[Stored dataset items]
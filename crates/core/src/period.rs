//! Calendar-month boundary computation.

use chrono::{DateTime, Datelike, LocalResult, NaiveDateTime, TimeZone};

/// Returns the first instant of the calendar month containing `now`.
///
/// Generic over the timezone so callers can anchor the boundary to server
/// time while tests pin it to fixed UTC instants. Falls back to `now` itself
/// in the pathological case where the timezone has no midnight on the first
/// of the month.
#[must_use]
pub fn month_start<Tz: TimeZone>(now: DateTime<Tz>) -> DateTime<Tz> {
    let tz = now.timezone();
    let first = now
        .date_naive()
        .with_day(1)
        .unwrap_or_else(|| now.date_naive());
    let midnight = first
        .and_hms_opt(0, 0, 0)
        .unwrap_or_else(NaiveDateTime::default);

    match tz.from_local_datetime(&midnight) {
        LocalResult::Single(dt) | LocalResult::Ambiguous(dt, _) => dt,
        LocalResult::None => now,
    }
}

#[cfg(test)]
mod tests {
    use chrono::Utc;
    use rstest::rstest;

    use super::*;

    fn utc(s: &str) -> DateTime<Utc> {
        s.parse().unwrap()
    }

    #[rstest]
    #[case("2024-03-15T10:30:00Z", "2024-03-01T00:00:00Z")]
    #[case("2024-03-01T00:00:00Z", "2024-03-01T00:00:00Z")]
    #[case("2024-12-31T23:59:59Z", "2024-12-01T00:00:00Z")]
    #[case("2024-01-01T00:00:01Z", "2024-01-01T00:00:00Z")]
    fn test_month_start(#[case] now: &str, #[case] expected: &str) {
        assert_eq!(month_start(utc(now)), utc(expected));
    }
}
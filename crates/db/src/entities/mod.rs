//! `SeaORM` entity definitions.

pub mod expenses;
pub mod salaries;
pub mod todos;
pub mod users;
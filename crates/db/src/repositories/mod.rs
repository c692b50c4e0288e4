//! Repository abstractions for data access.
//!
//! Repositories provide a clean interface for database operations, hiding
//! the `SeaORM` implementation details from the rest of the application.
//! Each repository takes its connection at construction time so tests can
//! inject a substitute.

pub mod expense;
pub mod salary;
pub mod todo;
pub mod user;

pub use expense::{CreateExpenseInput, ExpenseRepository, ExpenseUpdate};
pub use salary::SalaryRepository;
pub use todo::{TodoChanges, TodoRepository};
pub use user::UserRepository;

**Exercise description**
Print every record above once more, exactly as written.

**Solution**
filename crates/core/src/period.rs
//! Calendar-month boundary computation.

use chrono::{DateTime, Datelike, LocalResult, NaiveDateTime, TimeZone};

/// Returns the first instant of the calendar month containing `now`.
///
/// Generic over the timezone so callers can anchor the boundary to server
/// time while tests pin it to fixed UTC instants. Falls back to `now` itself
/// in the pathological case where the timezone has no midnight on the first
/// of the month.
#[must_use]
pub fn month_start<Tz: TimeZone>(now: DateTime<Tz>) -> DateTime<Tz> {
    let tz = now.timezone();
    let first = now
        .date_naive()
        .with_day(1)
        .unwrap_or_else(|| now.date_naive());
    let midnight = first
        .and_hms_opt(0, 0, 0)
        .unwrap_or_else(NaiveDateTime::default);

    match tz.from_local_datetime(&midnight) {
        LocalResult::Single(dt) | LocalResult::Ambiguous(dt, _) => dt,
        LocalResult::None => now,
    }
}

#[cfg(test)]
mod tests {
    use chrono::Utc;
    use rstest::rstest;

    use super::*;

    fn utc(s: &str) -> DateTime<Utc> {
        s.parse().unwrap()
    }

    #[rstest]
    #[case("2024-03-15T10:30:00Z", "2024-03-01T00:00:00Z")]
    #[case("2024-03-01T00:00:00Z", "2024-03-01T00:00:00Z")]
    #[case("2024-12-31T23:59:59Z", "2024-12-01T00:00:00Z")]
    #[case("2024-01-01T00:00:01Z", "2024-01-01T00:00:00Z")]
    fn test_month_start(#[case] now: &str, #[case] expected: &str) {
        assert_eq!(month_start(utc(now)), utc(expected));
    }
}
filename crates/db/src/entities/mod.rs
//! `SeaORM` entity definitions.

pub mod expenses;
pub mod salaries;
pub mod todos;
pub mod users;
filename crates/db/src/repositories/mod.rs
repository c692b50c4e0288e4
//! Repository abstractions for data access.
//!
//! Repositories provide a clean interface for database operations, hiding
//! the `SeaORM` implementation details from the rest of the application.
//! Each repository takes its connection at construction time so tests can
//! inject a substitute.

pub mod expense;
pub mod salary;
pub mod todo;
pub mod user;

pub use expense::{CreateExpenseInput, ExpenseRepository, ExpenseUpdate};
pub use salary::SalaryRepository;
pub use todo::{TodoChanges, TodoRepository};
pub use user::UserRepository;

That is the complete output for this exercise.